§ **TASK INSTRUCTIONS**
In this exercise, every entry is to be transcribed exactly as written.
══ RECORDS ══
//! Messages exchanged with the board.

use crate::button::ButtonSetting;
use crate::encoder::SysexConfig;
use crate::error::SysexError;
use crate::protocol::{data_byte, Command, SYSEX_BEGIN, SYSEX_END};

/// A single SysEx message understood by the board.
///
/// `Version` and `ButtonData` are replies sent by the board; the rest are
/// host requests.
#[derive(Debug, Clone, Copy, PartialEq, Eq)]
pub enum SysexMessage {
    /// Header only; the board answers with the same frame.
    Ping,
    GetVersion,
    GetButtonData { index: u8 },
    SetButtonData(ButtonSetting),
    Version { version: u8 },
    ButtonData(ButtonSetting),
}

impl SysexMessage {
    pub fn command(&self) -> Option<Command> {
        match self {
            SysexMessage::Ping => None,
            SysexMessage::GetVersion => Some(Command::GetVersion),
            SysexMessage::GetButtonData { .. } => Some(Command::GetButtonData),
            SysexMessage::SetButtonData(_) => Some(Command::SetButtonData),
            SysexMessage::Version { .. } => Some(Command::RetVersion),
            SysexMessage::ButtonData(_) => Some(Command::RetButtonData),
        }
    }

    /// Encode the full frame, delimiters included.
    pub fn encode(&self, config: &SysexConfig) -> Result<Vec<u8>, SysexError> {
        let mut frame = Vec::with_capacity(self.frame_len(config));
        frame.push(SYSEX_BEGIN);
        frame.extend_from_slice(config.header());

        if let Some(command) = self.command() {
            frame.push(command.into());
        }

        match self {
            SysexMessage::Ping | SysexMessage::GetVersion => {}
            SysexMessage::GetButtonData { index } => {
                frame.push(config.button_index(*index as usize)?);
            }
            SysexMessage::SetButtonData(setting) | SysexMessage::ButtonData(setting) => {
                setting.validate(config.button_count())?;
                frame.extend_from_slice(&setting.payload());
            }
            SysexMessage::Version { version } => {
                frame.push(data_byte("version", *version)?);
            }
        }

        frame.push(SYSEX_END);
        Ok(frame)
    }

    fn frame_len(&self, config: &SysexConfig) -> usize {
        let body = match self.command() {
            Some(command) => 1 + command.payload_len(),
            None => 0,
        };
        config.header().len() + body + 2
    }
}

/// One `GetButtonData` frame for every button, in index order.
pub fn request_all_button_data(config: &SysexConfig) -> Result<Vec<u8>, SysexError> {
    let mut bytes = Vec::new();
    for index in 0..config.button_count() {
        let index = config.button_index(index)?;
        bytes.extend(SysexMessage::GetButtonData { index }.encode(config)?);
    }
    log::debug!(
        "Built {} button data requests ({} bytes)",
        config.button_count(),
        bytes.len()
    );
    Ok(bytes)
}

#[cfg(test)]
mod tests {
    use super::*;
    use crate::button::{ButtonColor, ButtonFlags, LedColor};
    use crate::protocol::SYSEX_HEADER;

    fn framed(body: &[u8]) -> Vec<u8> {
        let mut frame = vec![SYSEX_BEGIN];
        frame.extend_from_slice(&SYSEX_HEADER);
        frame.extend_from_slice(body);
        frame.push(SYSEX_END);
        frame
    }

    #[test]
    fn test_ping_is_header_only() {
        let config = SysexConfig::default();
        assert_eq!(SysexMessage::Ping.encode(&config).unwrap(), framed(&[]));
    }

    #[test]
    fn test_request_frames() {
        let config = SysexConfig::default();
        assert_eq!(
            SysexMessage::GetVersion.encode(&config).unwrap(),
            framed(&[0])
        );
        assert_eq!(
            SysexMessage::GetButtonData { index: 5 }
                .encode(&config)
                .unwrap(),
            framed(&[1, 5])
        );
    }

    #[test]
    fn test_replies_encode() {
        let config = SysexConfig::default();
        let setting = ButtonSetting {
            index: 2,
            channel: 1,
            cc: 20,
            flags: ButtonFlags::TOGGLE,
            color: ButtonColor::new(LedColor::WHITE, LedColor::RED),
        };
        assert_eq!(
            SysexMessage::ButtonData(setting).encode(&config).unwrap(),
            framed(&[4, 2, 1, 20, 2, 0b111_100])
        );
        assert_eq!(
            SysexMessage::Version { version: 1 }.encode(&config).unwrap(),
            framed(&[3, 1])
        );
    }

    #[test]
    fn test_set_button_data_checks_index_against_boards() {
        let config = SysexConfig::default();
        let setting = ButtonSetting {
            index: 16,
            channel: 0,
            cc: 16,
            flags: ButtonFlags::NONE,
            color: ButtonColor::default(),
        };
        assert!(SysexMessage::SetButtonData(setting).encode(&config).is_err());
    }

    #[test]
    fn test_get_button_data_checks_index_against_boards() {
        let config = SysexConfig::default();
        assert!(matches!(
            SysexMessage::GetButtonData { index: 100 }.encode(&config),
            Err(SysexError::FieldOutOfRange { field: "index", value: 100, .. })
        ));
        assert!(SysexMessage::GetButtonData { index: 16 }
            .encode(&config)
            .is_err());

        let two_boards = SysexConfig::new(2).unwrap();
        assert!(SysexMessage::GetButtonData { index: 16 }
            .encode(&two_boards)
            .is_ok());
    }

    #[test]
    fn test_request_all_button_data() {
        let config = SysexConfig::new(2).unwrap();
        let bytes = request_all_button_data(&config).unwrap();
        let frame_len = SYSEX_HEADER.len() + 4;
        assert_eq!(bytes.len(), 32 * frame_len);

        for (i, frame) in bytes.chunks(frame_len).enumerate() {
            assert_eq!(frame[SYSEX_HEADER.len() + 1], 1);
            assert_eq!(frame[SYSEX_HEADER.len() + 2] as usize, i);
        }
    }
}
═══
§ **RESULT OF THE EXERCISE**
//! Messages exchanged with the board.

use crate::button::ButtonSetting;
use crate::encoder::SysexConfig;
use crate::error::SysexError;
use crate::protocol::{data_byte, Command, SYSEX_BEGIN, SYSEX_END};

/// A single SysEx message understood by the board.
///
/// `Version` and `ButtonData` are replies sent by the board; the rest are
/// host requests.
#[derive(Debug, Clone, Copy, PartialEq, Eq)]
pub enum SysexMessage {
    /// Header only; the board answers with the same frame.
    Ping,
    GetVersion,
    GetButtonData { index: u8 },
    SetButtonData(ButtonSetting),
    Version { version: u8 },
    ButtonData(ButtonSetting),
}

impl SysexMessage {
    pub fn command(&self) -> Option<Command> {
        match self {
            SysexMessage::Ping => None,
            SysexMessage::GetVersion => Some(Command::GetVersion),
            SysexMessage::GetButtonData { .. } => Some(Command::GetButtonData),
            SysexMessage::SetButtonData(_) => Some(Command::SetButtonData),
            SysexMessage::Version { .. } => Some(Command::RetVersion),
            SysexMessage::ButtonData(_) => Some(Command::RetButtonData),
        }
    }

    /// Encode the full frame, delimiters included.
    pub fn encode(&self, config: &SysexConfig) -> Result<Vec<u8>, SysexError> {
        let mut frame = Vec::with_capacity(self.frame_len(config));
        frame.push(SYSEX_BEGIN);
        frame.extend_from_slice(config.header());

        if let Some(command) = self.command() {
            frame.push(command.into());
        }

        match self {
            SysexMessage::Ping | SysexMessage::GetVersion => {}
            SysexMessage::GetButtonData { index } => {
                frame.push(config.button_index(*index as usize)?);
            }
            SysexMessage::SetButtonData(setting) | SysexMessage::ButtonData(setting) => {
                setting.validate(config.button_count())?;
                frame.extend_from_slice(&setting.payload());
            }
            SysexMessage::Version { version } => {
                frame.push(data_byte("version", *version)?);
            }
        }

        frame.push(SYSEX_END);
        Ok(frame)
    }

    fn frame_len(&self, config: &SysexConfig) -> usize {
        let body = match self.command() {
            Some(command) => 1 + command.payload_len(),
            None => 0,
        };
        config.header().len() + body + 2
    }
}

/// One `GetButtonData` frame for every button, in index order.
pub fn request_all_button_data(config: &SysexConfig) -> Result<Vec<u8>, SysexError> {
    let mut bytes = Vec::new();
    for index in 0..config.button_count() {
        let index = config.button_index(index)?;
        bytes.extend(SysexMessage::GetButtonData { index }.encode(config)?);
    }
    log::debug!(
        "Built {} button data requests ({} bytes)",
        config.button_count(),
        bytes.len()
    );
    Ok(bytes)
}

#[cfg(test)]
mod tests {
    use super::*;
    use crate::button::{ButtonColor, ButtonFlags, LedColor};
    use crate::protocol::SYSEX_HEADER;

    fn framed(body: &[u8]) -> Vec<u8> {
        let mut frame = vec![SYSEX_BEGIN];
        frame.extend_from_slice(&SYSEX_HEADER);
        frame.extend_from_slice(body);
        frame.push(SYSEX_END);
        frame
    }

    #[test]
    fn test_ping_is_header_only() {
        let config = SysexConfig::default();
        assert_eq!(SysexMessage::Ping.encode(&config).unwrap(), framed(&[]));
    }

    #[test]
    fn test_request_frames() {
        let config = SysexConfig::default();
        assert_eq!(
            SysexMessage::GetVersion.encode(&config).unwrap(),
            framed(&[0])
        );
        assert_eq!(
            SysexMessage::GetButtonData { index: 5 }
                .encode(&config)
                .unwrap(),
            framed(&[1, 5])
        );
    }

    #[test]
    fn test_replies_encode() {
        let config = SysexConfig::default();
        let setting = ButtonSetting {
            index: 2,
            channel: 1,
            cc: 20,
            flags: ButtonFlags::TOGGLE,
            color: ButtonColor::new(LedColor::WHITE, LedColor::RED),
        };
        assert_eq!(
            SysexMessage::ButtonData(setting).encode(&config).unwrap(),
            framed(&[4, 2, 1, 20, 2, 0b111_100])
        );
        assert_eq!(
            SysexMessage::Version { version: 1 }.encode(&config).unwrap(),
            framed(&[3, 1])
        );
    }

    #[test]
    fn test_set_button_data_checks_index_against_boards() {
        let config = SysexConfig::default();
        let setting = ButtonSetting {
            index: 16,
            channel: 0,
            cc: 16,
            flags: ButtonFlags::NONE,
            color: ButtonColor::default(),
        };
        assert!(SysexMessage::SetButtonData(setting).encode(&config).is_err());
    }

    #[test]
    fn test_get_button_data_checks_index_against_boards() {
        let config = SysexConfig::default();
        assert!(matches!(
            SysexMessage::GetButtonData { index: 100 }.encode(&config),
            Err(SysexError::FieldOutOfRange { field: "index", value: 100, .. })
        ));
        assert!(SysexMessage::GetButtonData { index: 16 }
            .encode(&config)
            .is_err());

        let two_boards = SysexConfig::new(2).unwrap();
        assert!(SysexMessage::GetButtonData { index: 16 }
            .encode(&two_boards)
            .is_ok());
    }

    #[test]
    fn test_request_all_button_data() {
        let config = SysexConfig::new(2).unwrap();
        let bytes = request_all_button_data(&config).unwrap();
        let frame_len = SYSEX_HEADER.len() + 4;
        assert_eq!(bytes.len(), 32 * frame_len);

        for (i, frame) in bytes.chunks(frame_len).enumerate() {
            assert_eq!(frame[SYSEX_HEADER.len() + 1], 1);
            assert_eq!(frame[SYSEX_HEADER.len() + 2] as usize, i);
        }
    }
}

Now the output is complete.